Or qu’est-ce qu’un homme, une femme, un enfant, une fois sa vie sauvée, sa nourriture et son gîte retrouvés, si, sans activité, il ne peut pas lire, écrire, dessiner ou communiquer, et ainsi reprendre sa place dans la communauté des humains, pour mieux se projeter dans l’avenir et se reconstruire ? Se nourrir, s’abriter et se soigner demeurent bien sûr les priorités immédiates dans les situations d’urgence, mais l’action internationale doit, très rapidement, s’efforcer de donner accès à l’information, à l’expression et à la culture aux victimes de catastrophes.

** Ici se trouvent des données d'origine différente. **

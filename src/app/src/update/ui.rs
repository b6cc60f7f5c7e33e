use crux_core::{render::render, Command};

use crate::events::{Event, UiEvent};
use crate::model::Model;
use crate::types::BannerKind;
use crate::{after, render_if, Effect};

/// Handle status banner events
pub fn handle(event: UiEvent, model: &mut Model) -> Command<Effect, Event> {
    match event {
        UiEvent::DismissBanner => {
            let generation = model.banner.generation();
            render_if!(model.banner.expire(generation))
        }
        UiEvent::BannerExpired { generation } => render_if!(model.banner.expire(generation)),
    }
}

/// Show `text` in the banner and schedule its expiry after `millis`
///
/// A later call supersedes the pending expiry of an earlier one.
pub fn show_message(
    model: &mut Model,
    text: impl Into<String>,
    kind: BannerKind,
    millis: u64,
) -> Command<Effect, Event> {
    let generation = model.banner.show(text, kind);
    Command::all([
        render(),
        after!(
            millis,
            Event::Ui(UiEvent::BannerExpired { generation })
        ),
    ])
}
use anyhow::Result;
use crux_core::typegen::TypeGen;
use std::path::PathBuf;
use wifi_setup_core::{
    BannerKind, ConnectEvent, NetworkListView, ScanEvent, TimerOperation, TimerOutput, UiEvent,
    App,
};

fn main() -> Result<()> {
    println!("cargo:rerun-if-changed=../app");

    let mut gen = TypeGen::new();

    gen.register_app::<App>()?;

    // Domain event enums, so every user-facing variant is traced
    gen.register_type::<ScanEvent>()?;
    gen.register_type::<ConnectEvent>()?;
    gen.register_type::<UiEvent>()?;

    // View model enums
    gen.register_type::<NetworkListView>()?;
    gen.register_type::<BannerKind>()?;

    // Timer effect, fulfilled by the shell with setTimeout
    gen.register_type::<TimerOperation>()?;
    gen.register_type::<TimerOutput>()?;

    let output_root = PathBuf::from("./generated");

    gen.typescript("shared_types", output_root.join("typescript"))?;

    Ok(())
}
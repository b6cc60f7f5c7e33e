pub mod config;
pub mod http_client;
pub mod input;
pub mod render;
pub mod shell;
/// Render only when a state transition reported a change.
///
/// # Example
/// ```ignore
/// render_if!(model.scan.cancel())
/// ```
#[macro_export]
macro_rules! render_if {
    ($changed:expr) => {{
        if $changed {
            crux_core::render::render()
        } else {
            crux_core::Command::done()
        }
    }};
}

// Re-export for macro use
pub use crate::http_helpers::build_url;

/// Macro for GET requests to the device agent, tagged with the loop generation
/// or connect attempt they belong to.
///
/// The response is passed through one of the `process_*` helpers and delivered
/// as a struct-like internal event carrying the tag and the mapped `result`.
///
/// NOTE: URLs are prefixed with `https://relative`.
/// `crux_http` requires absolute URLs and rejects relative paths.
///
/// # Example
/// ```ignore
/// http_get!(Scan, ScanEvent, SCAN_STATUS_ENDPOINT, StatusResponse,
///     process_scan_status_response, generation: generation)
/// ```
#[macro_export]
macro_rules! http_get {
    ($domain:ident, $domain_event:ident, $endpoint:expr, $response_event:ident, $process:ident, $tag:ident: $value:expr) => {{
        let $tag = $value;
        $crate::HttpCmd::get($crate::macros::build_url($endpoint))
            .build()
            .then_send(move |result| {
                $crate::events::Event::$domain($crate::events::$domain_event::$response_event {
                    $tag,
                    result: $crate::http_helpers::$process(result),
                })
            })
    }};
}

/// Macro for form encoded POST requests to the device agent.
///
/// # Example
/// ```ignore
/// http_post_form!(Connect, ConnectEvent, START_WIFI_ENDPOINT, SubmitResponse,
///     process_submit_response, attempt: attempt, body: credentials.to_form_body())
/// ```
#[macro_export]
macro_rules! http_post_form {
    ($domain:ident, $domain_event:ident, $endpoint:expr, $response_event:ident, $process:ident, $tag:ident: $value:expr, body: $body:expr) => {{
        let $tag = $value;
        $crate::HttpCmd::post($crate::macros::build_url($endpoint))
            .body_string($body)
            .header("Content-Type", "application/x-www-form-urlencoded")
            .build()
            .then_send(move |result| {
                $crate::events::Event::$domain($crate::events::$domain_event::$response_event {
                    $tag,
                    result: $crate::http_helpers::$process(result),
                })
            })
    }};
}

/// Macro for sending an event once a delay has passed.
///
/// # Example
/// ```ignore
/// after!(SCAN_POLL_INTERVAL_MS, Event::Scan(ScanEvent::PollTick { generation }))
/// ```
#[macro_export]
macro_rules! after {
    ($millis:expr, $event:expr) => {{
        let event = $event;
        $crate::TimerCmd::after($millis)
            .build()
            .then_send(move |_elapsed| event)
    }};
}
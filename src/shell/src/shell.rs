//! Event loop driving the core from the terminal
//!
//! The core lives on the main task. HTTP requests and timers run as spawned
//! tasks and report back over a channel; their outputs are resolved against
//! the core in arrival order.

use anyhow::{Context, Result, anyhow};
use crux_core::{Core, Request};
use crux_http::protocol::{HttpRequest, HttpResult};
use reqwest::Client;
use std::{collections::HashMap, time::Duration};
use tokio::{
    io::{AsyncBufReadExt, BufReader},
    sync::mpsc::{UnboundedSender, unbounded_channel},
};
use wifi_setup_core::{App, Effect, Event, TimerOperation, TimerOutput};

use crate::{
    config::ShellConfig,
    http_client::{device_client, execute},
    input::{HELP, Input, parse_input, to_events},
    render::render_view,
};

/// Output of a finished effect, keyed by the id of its pending request
enum Resolution {
    Http { id: u64, result: HttpResult },
    Timer { id: u64, output: TimerOutput },
}

#[derive(Debug, PartialEq, Eq)]
enum Flow {
    Continue,
    Quit,
}

struct Shell {
    core: Core<App>,
    client: Client,
    device_url: String,
    resolutions: UnboundedSender<Resolution>,
    pending_http: HashMap<u64, Request<HttpRequest>>,
    pending_timers: HashMap<u64, Request<TimerOperation>>,
    next_id: u64,
    last_frame: String,
}

/// Run until the user quits, stdin closes or Ctrl-C arrives
pub async fn run(config: ShellConfig) -> Result<()> {
    let client = device_client(config.request_timeout)?;
    let (tx, mut rx) = unbounded_channel();
    let mut lines = BufReader::new(tokio::io::stdin()).lines();

    let mut shell = Shell {
        core: Core::new(),
        client,
        device_url: config.device_url,
        resolutions: tx,
        pending_http: HashMap::new(),
        pending_timers: HashMap::new(),
        next_id: 0,
        last_frame: String::new(),
    };

    println!("{HELP}");
    shell.dispatch(Event::Initialize);

    loop {
        tokio::select! {
            line = lines.next_line() => {
                match line.context("failed to read stdin")? {
                    Some(line) => {
                        if shell.handle_line(&line) == Flow::Quit {
                            return Ok(());
                        }
                    }
                    None => {
                        log::debug!("stdin closed");
                        break;
                    }
                }
            }
            Some(resolution) = rx.recv() => shell.resolve(resolution)?,
            signal = tokio::signal::ctrl_c() => {
                signal.context("failed to listen for ctrl-c")?;
                log::debug!("ctrl-c");
                break;
            }
        }
    }

    shell.dispatch(Event::Teardown);
    Ok(())
}

impl Shell {
    fn handle_line(&mut self, line: &str) -> Flow {
        let view = self.core.view();
        let input = parse_input(line, view.password_prompt.is_some());

        match &input {
            Input::Help => println!("{HELP}"),
            Input::Unknown(text) => println!("unknown command {text:?}, {HELP}"),
            Input::Select(row) => log::debug!("select row {row}"),
            _ => {}
        }

        let quit = input == Input::Quit;
        match to_events(input, &view) {
            Some(events) => events.into_iter().for_each(|event| self.dispatch(event)),
            None => log::debug!("input ignored"),
        }

        if quit { Flow::Quit } else { Flow::Continue }
    }

    fn dispatch(&mut self, event: Event) {
        log::debug!("event: {event:?}");
        let effects = self.core.process_event(event);
        self.process(effects);
    }

    fn resolve(&mut self, resolution: Resolution) -> Result<()> {
        let effects = match resolution {
            Resolution::Http { id, result } => {
                let Some(mut request) = self.pending_http.remove(&id) else {
                    log::warn!("no pending http request {id}");
                    return Ok(());
                };
                self.core
                    .resolve(&mut request, result)
                    .map_err(|e| anyhow!("failed to resolve http request {id}: {e:?}"))?
            }
            Resolution::Timer { id, output } => {
                let Some(mut request) = self.pending_timers.remove(&id) else {
                    log::warn!("no pending timer {id}");
                    return Ok(());
                };
                self.core
                    .resolve(&mut request, output)
                    .map_err(|e| anyhow!("failed to resolve timer {id}: {e:?}"))?
            }
        };
        self.process(effects);
        Ok(())
    }

    fn process(&mut self, effects: Vec<Effect>) {
        for effect in effects {
            match effect {
                Effect::Render(_) => self.render(),
                Effect::Http(request) => self.spawn_http(request),
                Effect::Timer(request) => self.spawn_timer(request),
            }
        }
    }

    fn render(&mut self) {
        let frame = render_view(&self.core.view());
        if frame != self.last_frame {
            print!("{frame}");
            self.last_frame = frame;
        }
    }

    fn next_id(&mut self) -> u64 {
        self.next_id += 1;
        self.next_id
    }

    fn spawn_http(&mut self, request: Request<HttpRequest>) {
        let id = self.next_id();
        let operation = request.operation.clone();
        self.pending_http.insert(id, request);

        let client = self.client.clone();
        let device_url = self.device_url.clone();
        let tx = self.resolutions.clone();
        tokio::spawn(async move {
            let result = execute(&client, &device_url, &operation).await;
            if tx.send(Resolution::Http { id, result }).is_err() {
                log::debug!("shell gone, dropping http result {id}");
            }
        });
    }

    fn spawn_timer(&mut self, request: Request<TimerOperation>) {
        let id = self.next_id();
        let TimerOperation::After { millis } = request.operation;
        self.pending_timers.insert(id, request);

        let tx = self.resolutions.clone();
        tokio::spawn(async move {
            tokio::time::sleep(Duration::from_millis(millis)).await;
            let output = TimerOutput::Elapsed;
            if tx.send(Resolution::Timer { id, output }).is_err() {
                log::debug!("shell gone, dropping timer {id}");
            }
        });
    }
}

Les bibliothèques peuvent être à la pointe du partage et de la circulation de l’information en situation de crise. L’exemple du formidable impact des bibliothèques chiliennes, suite au séisme de 2010 dans le nord du pays, est frappant : leur ancrage direct dans les communautés et leur savoir-faire en matière de recherche, de vérification et de mise à disposition de l’information, ont joué un rôle décisif pour le sauvetage des hommes, la prévention des nouveaux risques et le rétablissement des moyens d’accès à l’information.
Voilà pourquoi BSF, forte de son expérience en Haïti, de ses interventions en Tunisie et au Rwanda, décide de lancer cet appel international pour que la lecture, l’écriture et l’accès à l’information fassent partie des priorités de l’aide d’urgence ; pour que les agences d’aide et les États prennent mieux en compte cette dimension essentielle des besoins humains. Pour guérir et se reconstruire, il faut aussi pouvoir lire et dire.